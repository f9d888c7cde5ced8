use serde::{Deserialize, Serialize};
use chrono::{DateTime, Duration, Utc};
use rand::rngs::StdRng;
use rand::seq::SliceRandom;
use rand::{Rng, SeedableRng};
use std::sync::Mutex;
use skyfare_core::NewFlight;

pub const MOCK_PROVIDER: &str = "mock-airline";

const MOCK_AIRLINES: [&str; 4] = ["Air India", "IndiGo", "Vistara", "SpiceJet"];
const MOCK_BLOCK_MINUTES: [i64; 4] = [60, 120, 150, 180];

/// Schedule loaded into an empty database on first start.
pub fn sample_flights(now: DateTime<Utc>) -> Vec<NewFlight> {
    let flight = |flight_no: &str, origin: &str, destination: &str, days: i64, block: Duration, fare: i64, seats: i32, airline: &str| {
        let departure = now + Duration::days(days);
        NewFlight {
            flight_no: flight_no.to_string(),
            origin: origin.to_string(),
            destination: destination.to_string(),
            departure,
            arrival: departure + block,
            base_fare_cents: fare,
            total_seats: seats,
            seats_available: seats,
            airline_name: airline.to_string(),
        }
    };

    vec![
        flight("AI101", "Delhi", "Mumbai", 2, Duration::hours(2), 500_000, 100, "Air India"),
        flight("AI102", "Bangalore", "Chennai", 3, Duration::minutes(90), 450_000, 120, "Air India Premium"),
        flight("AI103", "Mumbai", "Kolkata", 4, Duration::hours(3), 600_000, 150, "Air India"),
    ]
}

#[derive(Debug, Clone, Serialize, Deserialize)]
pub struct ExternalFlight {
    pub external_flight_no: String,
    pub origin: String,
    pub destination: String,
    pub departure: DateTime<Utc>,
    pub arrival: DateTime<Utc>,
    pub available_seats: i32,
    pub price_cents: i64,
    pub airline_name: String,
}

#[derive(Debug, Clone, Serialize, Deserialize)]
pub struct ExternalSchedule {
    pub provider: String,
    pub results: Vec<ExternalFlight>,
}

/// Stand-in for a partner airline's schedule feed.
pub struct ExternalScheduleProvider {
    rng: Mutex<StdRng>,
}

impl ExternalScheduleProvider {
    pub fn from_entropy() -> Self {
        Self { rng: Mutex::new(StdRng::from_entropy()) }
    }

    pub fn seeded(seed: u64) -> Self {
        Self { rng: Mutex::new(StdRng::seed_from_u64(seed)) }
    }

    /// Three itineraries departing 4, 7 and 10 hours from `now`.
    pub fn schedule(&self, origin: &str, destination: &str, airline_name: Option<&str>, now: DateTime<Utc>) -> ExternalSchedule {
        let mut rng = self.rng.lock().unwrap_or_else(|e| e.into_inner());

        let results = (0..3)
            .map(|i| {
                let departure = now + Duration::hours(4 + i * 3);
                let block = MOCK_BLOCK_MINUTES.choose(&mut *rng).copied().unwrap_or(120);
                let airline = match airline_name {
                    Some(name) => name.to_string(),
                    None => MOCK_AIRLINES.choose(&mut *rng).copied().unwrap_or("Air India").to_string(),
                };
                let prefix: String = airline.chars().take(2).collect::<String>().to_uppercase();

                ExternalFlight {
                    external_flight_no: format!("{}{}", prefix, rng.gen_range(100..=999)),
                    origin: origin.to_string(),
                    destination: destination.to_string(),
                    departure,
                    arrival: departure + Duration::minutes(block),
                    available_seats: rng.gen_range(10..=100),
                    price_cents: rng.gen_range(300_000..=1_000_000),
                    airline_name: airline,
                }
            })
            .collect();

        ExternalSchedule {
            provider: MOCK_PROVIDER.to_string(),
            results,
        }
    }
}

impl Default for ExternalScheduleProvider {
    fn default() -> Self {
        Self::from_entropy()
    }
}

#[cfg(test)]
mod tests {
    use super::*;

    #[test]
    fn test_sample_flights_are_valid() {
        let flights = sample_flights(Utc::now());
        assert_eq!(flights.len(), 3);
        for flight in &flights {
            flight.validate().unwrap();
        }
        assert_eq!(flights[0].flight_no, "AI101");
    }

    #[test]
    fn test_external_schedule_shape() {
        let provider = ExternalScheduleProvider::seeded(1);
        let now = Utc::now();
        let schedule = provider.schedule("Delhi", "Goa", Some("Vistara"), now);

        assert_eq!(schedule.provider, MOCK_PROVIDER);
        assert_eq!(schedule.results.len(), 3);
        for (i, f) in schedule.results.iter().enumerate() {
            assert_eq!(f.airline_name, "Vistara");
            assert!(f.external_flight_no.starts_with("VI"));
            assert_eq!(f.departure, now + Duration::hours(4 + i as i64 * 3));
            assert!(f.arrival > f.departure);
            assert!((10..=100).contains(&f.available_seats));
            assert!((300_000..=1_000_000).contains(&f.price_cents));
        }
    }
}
* * *
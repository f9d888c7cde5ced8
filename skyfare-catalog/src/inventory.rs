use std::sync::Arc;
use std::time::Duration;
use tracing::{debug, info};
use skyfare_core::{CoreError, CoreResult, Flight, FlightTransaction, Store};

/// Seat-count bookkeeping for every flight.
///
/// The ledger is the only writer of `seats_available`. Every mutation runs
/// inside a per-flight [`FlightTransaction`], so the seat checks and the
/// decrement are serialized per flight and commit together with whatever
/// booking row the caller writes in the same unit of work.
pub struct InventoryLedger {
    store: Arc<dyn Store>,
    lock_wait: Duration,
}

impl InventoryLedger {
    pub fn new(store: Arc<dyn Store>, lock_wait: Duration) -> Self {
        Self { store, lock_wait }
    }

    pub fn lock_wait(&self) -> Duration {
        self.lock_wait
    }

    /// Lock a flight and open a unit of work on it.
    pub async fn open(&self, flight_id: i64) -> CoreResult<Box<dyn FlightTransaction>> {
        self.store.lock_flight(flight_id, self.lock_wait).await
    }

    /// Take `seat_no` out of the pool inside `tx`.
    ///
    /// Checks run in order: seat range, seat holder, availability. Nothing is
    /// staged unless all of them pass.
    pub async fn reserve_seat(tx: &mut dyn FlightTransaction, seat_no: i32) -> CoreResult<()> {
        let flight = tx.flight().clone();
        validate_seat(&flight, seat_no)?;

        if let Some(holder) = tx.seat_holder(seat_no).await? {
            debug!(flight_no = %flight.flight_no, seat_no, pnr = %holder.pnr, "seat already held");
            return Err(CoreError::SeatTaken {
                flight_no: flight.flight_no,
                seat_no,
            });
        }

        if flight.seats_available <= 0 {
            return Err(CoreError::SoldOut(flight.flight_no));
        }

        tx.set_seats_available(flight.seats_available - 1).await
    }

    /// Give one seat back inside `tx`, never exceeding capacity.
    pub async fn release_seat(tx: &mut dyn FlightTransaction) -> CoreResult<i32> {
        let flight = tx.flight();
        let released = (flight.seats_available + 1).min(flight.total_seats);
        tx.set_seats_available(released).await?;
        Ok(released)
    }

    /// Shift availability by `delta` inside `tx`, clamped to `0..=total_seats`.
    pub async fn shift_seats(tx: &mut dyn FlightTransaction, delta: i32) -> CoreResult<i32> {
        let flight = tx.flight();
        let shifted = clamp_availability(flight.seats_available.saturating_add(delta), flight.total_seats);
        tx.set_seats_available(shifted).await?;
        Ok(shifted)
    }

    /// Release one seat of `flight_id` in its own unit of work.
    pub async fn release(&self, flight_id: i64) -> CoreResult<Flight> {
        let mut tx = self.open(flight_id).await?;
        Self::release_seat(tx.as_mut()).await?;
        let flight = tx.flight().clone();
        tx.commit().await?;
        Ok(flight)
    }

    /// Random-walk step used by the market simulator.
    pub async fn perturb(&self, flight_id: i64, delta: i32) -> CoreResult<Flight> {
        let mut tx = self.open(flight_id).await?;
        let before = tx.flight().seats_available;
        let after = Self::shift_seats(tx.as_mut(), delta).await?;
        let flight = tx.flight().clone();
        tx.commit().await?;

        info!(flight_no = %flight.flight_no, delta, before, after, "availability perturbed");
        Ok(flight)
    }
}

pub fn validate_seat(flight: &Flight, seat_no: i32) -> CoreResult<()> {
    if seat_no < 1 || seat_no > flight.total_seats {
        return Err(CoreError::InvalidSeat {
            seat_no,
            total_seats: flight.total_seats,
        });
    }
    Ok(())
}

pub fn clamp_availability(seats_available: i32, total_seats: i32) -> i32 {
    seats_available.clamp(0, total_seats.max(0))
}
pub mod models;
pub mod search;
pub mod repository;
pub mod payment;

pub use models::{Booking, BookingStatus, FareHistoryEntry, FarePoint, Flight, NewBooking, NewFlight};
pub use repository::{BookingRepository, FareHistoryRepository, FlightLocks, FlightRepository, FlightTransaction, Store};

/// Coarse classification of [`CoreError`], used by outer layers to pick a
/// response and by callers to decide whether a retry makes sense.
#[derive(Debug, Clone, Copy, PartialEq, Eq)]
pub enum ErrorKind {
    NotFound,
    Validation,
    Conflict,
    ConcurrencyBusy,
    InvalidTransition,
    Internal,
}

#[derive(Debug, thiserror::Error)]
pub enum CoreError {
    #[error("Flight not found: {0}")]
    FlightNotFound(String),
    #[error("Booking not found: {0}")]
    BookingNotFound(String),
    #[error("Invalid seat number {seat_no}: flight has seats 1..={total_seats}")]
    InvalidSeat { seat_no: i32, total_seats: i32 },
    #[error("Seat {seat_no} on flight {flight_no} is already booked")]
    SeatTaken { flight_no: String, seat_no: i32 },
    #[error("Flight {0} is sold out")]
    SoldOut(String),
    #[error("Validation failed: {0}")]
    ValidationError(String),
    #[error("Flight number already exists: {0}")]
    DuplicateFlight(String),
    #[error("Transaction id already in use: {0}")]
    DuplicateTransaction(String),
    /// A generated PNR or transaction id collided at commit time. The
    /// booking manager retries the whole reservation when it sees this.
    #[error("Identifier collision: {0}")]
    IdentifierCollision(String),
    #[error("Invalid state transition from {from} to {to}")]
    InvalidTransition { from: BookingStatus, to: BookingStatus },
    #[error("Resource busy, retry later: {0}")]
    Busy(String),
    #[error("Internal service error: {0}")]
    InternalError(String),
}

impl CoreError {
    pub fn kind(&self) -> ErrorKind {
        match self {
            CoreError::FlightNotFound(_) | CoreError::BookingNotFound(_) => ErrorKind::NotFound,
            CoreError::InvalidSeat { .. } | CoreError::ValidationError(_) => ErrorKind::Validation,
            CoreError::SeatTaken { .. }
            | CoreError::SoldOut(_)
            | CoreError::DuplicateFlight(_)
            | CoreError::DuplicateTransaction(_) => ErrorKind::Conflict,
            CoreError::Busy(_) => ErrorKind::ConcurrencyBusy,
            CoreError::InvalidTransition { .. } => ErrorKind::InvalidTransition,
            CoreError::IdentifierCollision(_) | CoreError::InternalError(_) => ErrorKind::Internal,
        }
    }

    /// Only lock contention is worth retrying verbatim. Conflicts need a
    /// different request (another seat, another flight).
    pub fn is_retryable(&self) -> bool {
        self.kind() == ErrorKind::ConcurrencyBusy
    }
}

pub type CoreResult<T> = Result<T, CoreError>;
* * *
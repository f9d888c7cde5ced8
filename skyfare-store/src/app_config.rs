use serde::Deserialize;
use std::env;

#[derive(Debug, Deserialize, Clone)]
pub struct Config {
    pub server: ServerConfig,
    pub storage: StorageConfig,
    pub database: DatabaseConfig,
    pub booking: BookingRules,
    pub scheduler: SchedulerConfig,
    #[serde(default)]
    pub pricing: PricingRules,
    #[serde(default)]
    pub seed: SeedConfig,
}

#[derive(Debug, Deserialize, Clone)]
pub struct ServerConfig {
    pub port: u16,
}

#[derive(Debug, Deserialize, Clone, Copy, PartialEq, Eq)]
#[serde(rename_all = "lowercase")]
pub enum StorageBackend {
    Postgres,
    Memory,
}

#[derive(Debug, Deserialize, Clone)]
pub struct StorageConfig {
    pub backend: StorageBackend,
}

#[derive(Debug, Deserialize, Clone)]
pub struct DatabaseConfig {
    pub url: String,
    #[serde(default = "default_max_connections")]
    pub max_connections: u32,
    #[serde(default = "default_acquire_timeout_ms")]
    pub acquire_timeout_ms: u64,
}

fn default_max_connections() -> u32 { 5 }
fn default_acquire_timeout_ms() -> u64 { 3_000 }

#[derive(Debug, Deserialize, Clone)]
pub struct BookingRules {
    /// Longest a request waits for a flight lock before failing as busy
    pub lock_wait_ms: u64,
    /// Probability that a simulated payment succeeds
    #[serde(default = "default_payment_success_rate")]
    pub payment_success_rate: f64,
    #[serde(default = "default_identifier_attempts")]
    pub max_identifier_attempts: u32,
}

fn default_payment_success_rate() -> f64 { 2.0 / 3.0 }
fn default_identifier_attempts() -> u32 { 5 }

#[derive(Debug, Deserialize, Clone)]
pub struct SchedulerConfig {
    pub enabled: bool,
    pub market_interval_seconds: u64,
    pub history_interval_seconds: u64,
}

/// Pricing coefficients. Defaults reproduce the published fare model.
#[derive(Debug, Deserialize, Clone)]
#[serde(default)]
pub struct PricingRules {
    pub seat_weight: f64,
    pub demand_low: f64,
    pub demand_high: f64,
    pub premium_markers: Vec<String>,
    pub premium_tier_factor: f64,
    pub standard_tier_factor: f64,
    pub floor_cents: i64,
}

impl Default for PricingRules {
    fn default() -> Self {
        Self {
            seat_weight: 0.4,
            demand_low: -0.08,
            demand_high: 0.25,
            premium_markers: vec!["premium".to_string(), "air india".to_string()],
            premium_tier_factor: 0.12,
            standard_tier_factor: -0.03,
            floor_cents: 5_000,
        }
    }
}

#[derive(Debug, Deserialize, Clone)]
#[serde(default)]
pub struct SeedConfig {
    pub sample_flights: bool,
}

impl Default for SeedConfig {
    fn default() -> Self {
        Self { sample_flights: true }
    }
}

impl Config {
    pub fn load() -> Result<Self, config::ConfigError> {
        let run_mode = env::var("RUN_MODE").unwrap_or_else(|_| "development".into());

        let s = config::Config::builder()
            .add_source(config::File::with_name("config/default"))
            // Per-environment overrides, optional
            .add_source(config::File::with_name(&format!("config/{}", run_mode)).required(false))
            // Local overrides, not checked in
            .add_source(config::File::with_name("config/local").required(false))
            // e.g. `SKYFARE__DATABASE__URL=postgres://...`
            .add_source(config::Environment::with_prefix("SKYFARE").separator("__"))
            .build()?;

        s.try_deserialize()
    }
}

▶ **WHAT TO WORK ON**:
Please find how many lines in the records hold "request", then give that number with nothing else.

▶ **RESPONSE BELOW**:
2